• **PROBLEM TO SOLVE**
Would you print all of the entries word for word?

• **EXTRACTED ENTRIES**
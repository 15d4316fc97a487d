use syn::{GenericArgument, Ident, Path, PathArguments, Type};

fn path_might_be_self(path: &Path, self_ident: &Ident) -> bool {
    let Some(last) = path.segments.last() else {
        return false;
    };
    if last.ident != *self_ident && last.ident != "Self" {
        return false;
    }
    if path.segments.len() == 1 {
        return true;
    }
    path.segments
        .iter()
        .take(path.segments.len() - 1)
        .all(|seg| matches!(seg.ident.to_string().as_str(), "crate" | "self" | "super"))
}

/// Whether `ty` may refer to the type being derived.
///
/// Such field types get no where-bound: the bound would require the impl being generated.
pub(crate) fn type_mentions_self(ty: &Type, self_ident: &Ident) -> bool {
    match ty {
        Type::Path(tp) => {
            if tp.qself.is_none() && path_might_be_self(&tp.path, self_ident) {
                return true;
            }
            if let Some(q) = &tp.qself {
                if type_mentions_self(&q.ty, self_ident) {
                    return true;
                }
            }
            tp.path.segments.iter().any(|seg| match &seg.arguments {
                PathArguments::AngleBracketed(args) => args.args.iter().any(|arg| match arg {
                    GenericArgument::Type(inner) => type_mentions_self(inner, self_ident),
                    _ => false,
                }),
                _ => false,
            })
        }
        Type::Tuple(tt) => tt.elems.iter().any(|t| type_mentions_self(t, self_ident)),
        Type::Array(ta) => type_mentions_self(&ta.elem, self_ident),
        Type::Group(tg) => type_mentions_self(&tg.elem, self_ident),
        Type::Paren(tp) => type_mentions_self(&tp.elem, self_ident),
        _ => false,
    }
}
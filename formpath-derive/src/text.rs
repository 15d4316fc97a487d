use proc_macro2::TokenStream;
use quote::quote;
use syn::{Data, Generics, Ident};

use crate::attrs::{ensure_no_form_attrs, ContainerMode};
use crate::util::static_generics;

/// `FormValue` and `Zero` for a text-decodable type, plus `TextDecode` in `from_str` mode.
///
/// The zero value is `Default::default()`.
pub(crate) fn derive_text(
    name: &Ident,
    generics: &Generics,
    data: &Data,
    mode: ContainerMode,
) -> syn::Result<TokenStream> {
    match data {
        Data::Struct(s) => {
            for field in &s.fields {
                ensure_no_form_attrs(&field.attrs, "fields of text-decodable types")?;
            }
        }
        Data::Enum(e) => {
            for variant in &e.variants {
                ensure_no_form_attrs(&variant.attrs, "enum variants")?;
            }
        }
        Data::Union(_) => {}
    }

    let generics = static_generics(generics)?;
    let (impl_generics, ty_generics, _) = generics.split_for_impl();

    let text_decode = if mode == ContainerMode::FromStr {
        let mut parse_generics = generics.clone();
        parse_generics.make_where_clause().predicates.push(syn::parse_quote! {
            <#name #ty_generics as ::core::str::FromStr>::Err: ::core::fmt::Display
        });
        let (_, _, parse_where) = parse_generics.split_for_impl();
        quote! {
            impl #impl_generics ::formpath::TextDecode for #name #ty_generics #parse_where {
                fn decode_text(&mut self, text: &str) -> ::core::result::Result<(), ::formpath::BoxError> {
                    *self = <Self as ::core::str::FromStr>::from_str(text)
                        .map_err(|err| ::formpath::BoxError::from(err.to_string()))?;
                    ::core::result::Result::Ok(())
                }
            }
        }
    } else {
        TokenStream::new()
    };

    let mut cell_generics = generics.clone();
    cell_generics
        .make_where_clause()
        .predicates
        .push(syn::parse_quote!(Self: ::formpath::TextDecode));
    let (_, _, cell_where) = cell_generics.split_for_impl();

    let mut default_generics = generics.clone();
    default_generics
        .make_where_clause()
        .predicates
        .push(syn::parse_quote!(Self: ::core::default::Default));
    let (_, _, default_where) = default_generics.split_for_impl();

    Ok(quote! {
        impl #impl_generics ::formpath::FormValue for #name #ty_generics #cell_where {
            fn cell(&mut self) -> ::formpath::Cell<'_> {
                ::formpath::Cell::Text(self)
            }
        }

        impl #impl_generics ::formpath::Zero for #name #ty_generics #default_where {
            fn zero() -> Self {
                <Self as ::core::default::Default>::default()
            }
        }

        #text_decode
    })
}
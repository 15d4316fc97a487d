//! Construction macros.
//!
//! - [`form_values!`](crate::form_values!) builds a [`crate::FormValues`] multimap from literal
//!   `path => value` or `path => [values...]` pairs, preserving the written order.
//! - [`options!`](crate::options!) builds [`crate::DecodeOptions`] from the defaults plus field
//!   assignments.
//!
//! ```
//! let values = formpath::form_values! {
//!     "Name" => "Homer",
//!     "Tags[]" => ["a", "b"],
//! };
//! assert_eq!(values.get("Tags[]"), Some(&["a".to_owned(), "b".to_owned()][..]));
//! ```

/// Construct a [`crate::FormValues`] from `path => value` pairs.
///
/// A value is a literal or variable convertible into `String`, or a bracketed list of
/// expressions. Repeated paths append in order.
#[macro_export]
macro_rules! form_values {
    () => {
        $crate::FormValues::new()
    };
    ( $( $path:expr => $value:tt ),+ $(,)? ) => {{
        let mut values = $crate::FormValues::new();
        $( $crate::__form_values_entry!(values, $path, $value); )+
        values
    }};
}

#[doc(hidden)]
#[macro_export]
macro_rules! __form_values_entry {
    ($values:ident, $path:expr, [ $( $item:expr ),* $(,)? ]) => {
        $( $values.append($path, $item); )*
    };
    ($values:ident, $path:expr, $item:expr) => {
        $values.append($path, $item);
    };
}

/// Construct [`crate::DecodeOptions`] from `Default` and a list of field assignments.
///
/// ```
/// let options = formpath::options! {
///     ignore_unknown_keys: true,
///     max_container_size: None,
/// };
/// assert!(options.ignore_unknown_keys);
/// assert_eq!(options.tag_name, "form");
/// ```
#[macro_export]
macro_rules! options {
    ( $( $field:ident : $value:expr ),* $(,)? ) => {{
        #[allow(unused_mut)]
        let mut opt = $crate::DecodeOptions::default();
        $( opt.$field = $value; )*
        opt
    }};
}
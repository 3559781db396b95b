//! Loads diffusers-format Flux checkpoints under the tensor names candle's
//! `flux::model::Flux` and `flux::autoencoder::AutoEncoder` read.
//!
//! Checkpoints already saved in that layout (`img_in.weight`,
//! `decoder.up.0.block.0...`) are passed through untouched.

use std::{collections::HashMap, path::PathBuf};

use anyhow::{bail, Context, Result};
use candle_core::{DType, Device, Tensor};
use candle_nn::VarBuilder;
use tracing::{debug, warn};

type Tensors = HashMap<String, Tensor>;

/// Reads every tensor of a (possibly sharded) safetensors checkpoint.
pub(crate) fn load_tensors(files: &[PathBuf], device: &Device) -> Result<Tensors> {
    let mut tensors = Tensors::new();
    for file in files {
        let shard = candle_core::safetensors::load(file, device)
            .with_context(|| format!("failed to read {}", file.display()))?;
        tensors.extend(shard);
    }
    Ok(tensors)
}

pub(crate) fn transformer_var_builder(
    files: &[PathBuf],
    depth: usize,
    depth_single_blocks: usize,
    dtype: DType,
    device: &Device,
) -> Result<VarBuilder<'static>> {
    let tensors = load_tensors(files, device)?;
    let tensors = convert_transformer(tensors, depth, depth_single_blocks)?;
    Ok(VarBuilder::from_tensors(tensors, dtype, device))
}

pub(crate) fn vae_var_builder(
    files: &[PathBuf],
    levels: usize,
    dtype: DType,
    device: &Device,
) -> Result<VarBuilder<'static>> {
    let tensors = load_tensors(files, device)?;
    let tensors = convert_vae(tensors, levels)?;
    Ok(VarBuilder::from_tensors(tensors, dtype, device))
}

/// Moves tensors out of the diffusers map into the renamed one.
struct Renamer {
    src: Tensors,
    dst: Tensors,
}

• **FINAL ANSWER**
repository 15d4316fc97a487d
use syn::{GenericArgument, Ident, Path, PathArguments, Type};

fn path_might_be_self(path: &Path, self_ident: &Ident) -> bool {
    let Some(last) = path.segments.last() else {
        return false;
    };
    if last.ident != *self_ident && last.ident != "Self" {
        return false;
    }
    if path.segments.len() == 1 {
        return true;
    }
    path.segments
        .iter()
        .take(path.segments.len() - 1)
        .all(|seg| matches!(seg.ident.to_string().as_str(), "crate" | "self" | "super"))
}

/// Whether `ty` may refer to the type being derived.
///
/// Such field types get no where-bound: the bound would require the impl being generated.
pub(crate) fn type_mentions_self(ty: &Type, self_ident: &Ident) -> bool {
    match ty {
        Type::Path(tp) => {
            if tp.qself.is_none() && path_might_be_self(&tp.path, self_ident) {
                return true;
            }
            if let Some(q) = &tp.qself {
                if type_mentions_self(&q.ty, self_ident) {
                    return true;
                }
            }
            tp.path.segments.iter().any(|seg| match &seg.arguments {
                PathArguments::AngleBracketed(args) => args.args.iter().any(|arg| match arg {
                    GenericArgument::Type(inner) => type_mentions_self(inner, self_ident),
                    _ => false,
                }),
                _ => false,
            })
        }
        Type::Tuple(tt) => tt.elems.iter().any(|t| type_mentions_self(t, self_ident)),
        Type::Array(ta) => type_mentions_self(&ta.elem, self_ident),
        Type::Group(tg) => type_mentions_self(&tg.elem, self_ident),
        Type::Paren(tp) => type_mentions_self(&tp.elem, self_ident),
        _ => false,
    }
}
filename formpath-derive/src/text.rs
repository 15d4316fc97a487d
use proc_macro2::TokenStream;
use quote::quote;
use syn::{Data, Generics, Ident};

use crate::attrs::{ensure_no_form_attrs, ContainerMode};
use crate::util::static_generics;

/// `FormValue` and `Zero` for a text-decodable type, plus `TextDecode` in `from_str` mode.
///
/// The zero value is `Default::default()`.
pub(crate) fn derive_text(
    name: &Ident,
    generics: &Generics,
    data: &Data,
    mode: ContainerMode,
) -> syn::Result<TokenStream> {
    match data {
        Data::Struct(s) => {
            for field in &s.fields {
                ensure_no_form_attrs(&field.attrs, "fields of text-decodable types")?;
            }
        }
        Data::Enum(e) => {
            for variant in &e.variants {
                ensure_no_form_attrs(&variant.attrs, "enum variants")?;
            }
        }
        Data::Union(_) => {}
    }

    let generics = static_generics(generics)?;
    let (impl_generics, ty_generics, _) = generics.split_for_impl();

    let text_decode = if mode == ContainerMode::FromStr {
        let mut parse_generics = generics.clone();
        parse_generics.make_where_clause().predicates.push(syn::parse_quote! {
            <#name #ty_generics as ::core::str::FromStr>::Err: ::core::fmt::Display
        });
        let (_, _, parse_where) = parse_generics.split_for_impl();
        quote! {
            impl #impl_generics ::formpath::TextDecode for #name #ty_generics #parse_where {
                fn decode_text(&mut self, text: &str) -> ::core::result::Result<(), ::formpath::BoxError> {
                    *self = <Self as ::core::str::FromStr>::from_str(text)
                        .map_err(|err| ::formpath::BoxError::from(err.to_string()))?;
                    ::core::result::Result::Ok(())
                }
            }
        }
    } else {
        TokenStream::new()
    };

    let mut cell_generics = generics.clone();
    cell_generics
        .make_where_clause()
        .predicates
        .push(syn::parse_quote!(Self: ::formpath::TextDecode));
    let (_, _, cell_where) = cell_generics.split_for_impl();

    let mut default_generics = generics.clone();
    default_generics
        .make_where_clause()
        .predicates
        .push(syn::parse_quote!(Self: ::core::default::Default));
    let (_, _, default_where) = default_generics.split_for_impl();

    Ok(quote! {
        impl #impl_generics ::formpath::FormValue for #name #ty_generics #cell_where {
            fn cell(&mut self) -> ::formpath::Cell<'_> {
                ::formpath::Cell::Text(self)
            }
        }

        impl #impl_generics ::formpath::Zero for #name #ty_generics #default_where {
            fn zero() -> Self {
                <Self as ::core::default::Default>::default()
            }
        }

        #text_decode
    })
}
repository 15d4316fc97a487d
//! Construction macros.
//!
//! - [`form_values!`](crate::form_values!) builds a [`crate::FormValues`] multimap from literal
//!   `path => value` or `path => [values...]` pairs, preserving the written order.
//! - [`options!`](crate::options!) builds [`crate::DecodeOptions`] from the defaults plus field
//!   assignments.
//!
//! ```
//! let values = formpath::form_values! {
//!     "Name" => "Homer",
//!     "Tags[]" => ["a", "b"],
//! };
//! assert_eq!(values.get("Tags[]"), Some(&["a".to_owned(), "b".to_owned()][..]));
//! ```

/// Construct a [`crate::FormValues`] from `path => value` pairs.
///
/// A value is a literal or variable convertible into `String`, or a bracketed list of
/// expressions. Repeated paths append in order.
#[macro_export]
macro_rules! form_values {
    () => {
        $crate::FormValues::new()
    };
    ( $( $path:expr => $value:tt ),+ $(,)? ) => {{
        let mut values = $crate::FormValues::new();
        $( $crate::__form_values_entry!(values, $path, $value); )+
        values
    }};
}

#[doc(hidden)]
#[macro_export]
macro_rules! __form_values_entry {
    ($values:ident, $path:expr, [ $( $item:expr ),* $(,)? ]) => {
        $( $values.append($path, $item); )*
    };
    ($values:ident, $path:expr, $item:expr) => {
        $values.append($path, $item);
    };
}

/// Construct [`crate::DecodeOptions`] from `Default` and a list of field assignments.
///
/// ```
/// let options = formpath::options! {
///     ignore_unknown_keys: true,
///     max_container_size: None,
/// };
/// assert!(options.ignore_unknown_keys);
/// assert_eq!(options.tag_name, "form");
/// ```
#[macro_export]
macro_rules! options {
    ( $( $field:ident : $value:expr ),* $(,)? ) => {{
        #[allow(unused_mut)]
        let mut opt = $crate::DecodeOptions::default();
        $( opt.$field = $value; )*
        opt
    }};
}
repository 3559781db396b95b
//! Loads diffusers-format Flux checkpoints under the tensor names candle's
//! `flux::model::Flux` and `flux::autoencoder::AutoEncoder` read.
//!
//! Checkpoints already saved in that layout (`img_in.weight`,
//! `decoder.up.0.block.0...`) are passed through untouched.

use std::{collections::HashMap, path::PathBuf};

use anyhow::{bail, Context, Result};
use candle_core::{DType, Device, Tensor};
use candle_nn::VarBuilder;
use tracing::{debug, warn};

type Tensors = HashMap<String, Tensor>;

/// Reads every tensor of a (possibly sharded) safetensors checkpoint.
pub(crate) fn load_tensors(files: &[PathBuf], device: &Device) -> Result<Tensors> {
    let mut tensors = Tensors::new();
    for file in files {
        let shard = candle_core::safetensors::load(file, device)
            .with_context(|| format!("failed to read {}", file.display()))?;
        tensors.extend(shard);
    }
    Ok(tensors)
}

pub(crate) fn transformer_var_builder(
    files: &[PathBuf],
    depth: usize,
    depth_single_blocks: usize,
    dtype: DType,
    device: &Device,
) -> Result<VarBuilder<'static>> {
    let tensors = load_tensors(files, device)?;
    let tensors = convert_transformer(tensors, depth, depth_single_blocks)?;
    Ok(VarBuilder::from_tensors(tensors, dtype, device))
}

pub(crate) fn vae_var_builder(
    files: &[PathBuf],
    levels: usize,
    dtype: DType,
    device: &Device,
) -> Result<VarBuilder<'static>> {
    let tensors = load_tensors(files, device)?;
    let tensors = convert_vae(tensors, levels)?;
    Ok(VarBuilder::from_tensors(tensors, dtype, device))
}

/// Moves tensors out of the diffusers map into the renamed one.
struct Renamer {
    src: Tensors,
    dst: Tensors,
}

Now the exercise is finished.